Last year, we purchased 105 acres in the mountains of Western North Carolina that are mostly wooded with about 6 acres of meadows in hollows and plenty of overgrown old logging roads that we'd like to reclaim. The prior owners quit maintaining everything a few years ago except for the lawn around the house and the driveway.

The main driveway is about a 3/4 mile and is useable for now. The other trails and meadows are overgrown and need a lot of work to get back to usable condition. In addition to cleanup, there seems to always be something on the property that needs done (trees, brush, etc).

Our original intent was to hire out local professionals to support the maintenance, but it is clearly cost prohibitive considering the ongoing work required. I'm capable of learning, but an I am admitted "city slicker" with no experience with tractors.

I'm looking for advice!

I tried local dealers with experience in the area, however nothing is in stock. I've found a 2038r in North Florida for what I consider an acceptable deal in these current times. However, the advice from dealer seems limited to their experience in tropical temps and flat ground use. For example: I was told that extra ballast isn't required except for filling up the tires with water (only water). Wheel spacers are not beneficial. I'm not knocking them, because they know their stuff.. just not familiar with the terrain of another area.

So I'm seeking out some advice and support from the forums. My first and major concern is safety with regards to tipping/rolling the tractor in the mountains.

1. My inclinometer has 13 degrees vertical as the max of our main roads on the property and that's just the driveways. I'm very concerned about tipping the tractor and wanting to configure it in the safest way for the mountains.

2. I was going to start with box blade, forks and bush-hog, (and ballast) and wait until determining if I need other equipment. Looking for input on if the standard frontier implements BB2060, RC2060 is adequate.

3. What comparative models would you recommend from Kubota, Massey etc..

4. What advice would you give to someone who is using their equipment higher in the mountains? I would probably use a Zero turn for the lawn grass. Tractor is truly for utility.



Thanks everyone!
Welcome to Western NC and its rocky soil.

I have a 100+ acres in Buncombe county that start at 1900 feet, rise to 3200 feet, and driveway 3/8 of mile long.
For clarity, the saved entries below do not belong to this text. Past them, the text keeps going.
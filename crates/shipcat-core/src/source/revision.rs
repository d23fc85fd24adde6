//! Revision tracker reading the deployed tag out of the deployment repository.

use anyhow::{Context, Result};
use async_trait::async_trait;

use super::RevisionTracker;
use crate::git::SharedOperator;
use crate::overwrite::Kustomization;
use crate::project::{Phase, Project};

/// Reads `newTag` of the project's image from the phase manifest on the
/// default branch.
///
/// Only phases of `kind` keep a manifest in the deployment repository.
#[derive(Debug, Clone)]
pub struct ManifestRevisionTracker {
    operator: SharedOperator,
    kind: String,
}

impl ManifestRevisionTracker {
    pub fn new(operator: SharedOperator, kind: impl Into<String>) -> Self {
        Self {
            operator,
            kind: kind.into(),
        }
    }
}

#[async_trait]
impl RevisionTracker for ManifestRevisionTracker {
    fn tracks(&self, phase: &Phase) -> bool {
        phase.kind == self.kind
    }

    async fn current_revision(&self, project: &Project, phase: &Phase) -> Result<String> {
        let path = phase.path.clone();
        let content = self
            .operator
            .run(move |operator| {
                operator.checkout_default_branch()?;
                operator.read_file(&path)
            })
            .await?
            .with_context(|| format!("Manifest {} does not exist", phase.path))?;

        let manifest: Kustomization = serde_yaml_ng::from_slice(&content)
            .with_context(|| format!("Failed to parse manifest {}", phase.path))?;
        manifest
            .image_tag(project.image_name())
            .map(str::to_string)
            .with_context(|| {
                format!(
                    "Image '{}' has no tag in {}",
                    project.image_name(),
                    phase.path
                )
            })
    }
}
//! Direct mutation of the deployment repository.

use std::sync::Arc;

use chrono::Local;

use super::PullRequestOutcome;
use crate::error::Result;
use crate::git::{ImageTagChange, PushOutcome, SharedOperator};
use crate::overwrite::Overwrite;
use crate::project::{Phase, Project};
use crate::source::VersionSource;

/// Rewrites the phase manifests and pushes a deploy branch.
///
/// The pushed branch still needs a pull request; see
/// `deploy::GitOpsDeployModel`.
pub struct DirectMutation {
    operator: SharedOperator,
    versions: Arc<dyn VersionSource>,
}

impl DirectMutation {
    pub fn new(operator: SharedOperator, versions: Arc<dyn VersionSource>) -> Self {
        Self { operator, versions }
    }

    pub(super) fn version_source(&self) -> &Arc<dyn VersionSource> {
        &self.versions
    }

    pub(super) async fn prepare(
        &self,
        project: &Project,
        phase: &Phase,
        tag: &str,
    ) -> Result<PullRequestOutcome> {
        let project_id = project.id.clone();
        let phase_name = phase.name;
        let path = phase.path.clone();
        let image = project.image_name().to_string();
        let tag = tag.to_string();
        let cache_stamp = Overwrite::cache_prefix(Local::now());

        let outcome = self
            .operator
            .run(move |operator| {
                let change = ImageTagChange {
                    project_id: &project_id,
                    phase: phase_name,
                    path: &path,
                    image: &image,
                    tag: &tag,
                };
                operator.push_image_tag(&change, cache_stamp)
            })
            .await?;

        Ok(match outcome {
            PushOutcome::Pushed { branch, commit } => {
                tracing::info!(
                    project = %project.id,
                    phase = %phase.name,
                    branch = %branch,
                    commit = %commit,
                    "Pushed deploy branch"
                );
                PullRequestOutcome::pushed(branch)
            }
            PushOutcome::NothingToCommit => {
                tracing::info!(
                    project = %project.id,
                    phase = %phase.name,
                    "Manifests already at requested tag"
                );
                PullRequestOutcome::already_deployed()
            }
        })
    }
}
The two most important questions you have to answer is: How much time are you willing to devote to maintaining the property and what is your time worth?

Many responders have mentioned important points which I will try to draw together.
Time on machine is critical. Don't expect to be really productive or understand it capabilities until you reach 400 hours on machine.
Machine weight is critical. The heavier the machine the more stable and productive it is.
Weight allows you to put down more pressure when using backhoe or the loader and it gives you more traction on grades.
A tractor is only as capable or useful as the implements it can run.
Expect to spend almost as much on implements as on a good low hour used tractor.
Most tractors, unless they are geared, are basically a large hydraulic pump. The more horsepower the greater the pump flow and pressure and the more work the tractor can do.
Diesel only machine for power ( the ability to do drive the hydraulic pump ).

My M59 scales at 11,200 Lbs with Bradco grapple, filled tires, and backhoe.
Western NC has gets lots of rain and water running down hill carries lots of sediment and quickly erodes driveways.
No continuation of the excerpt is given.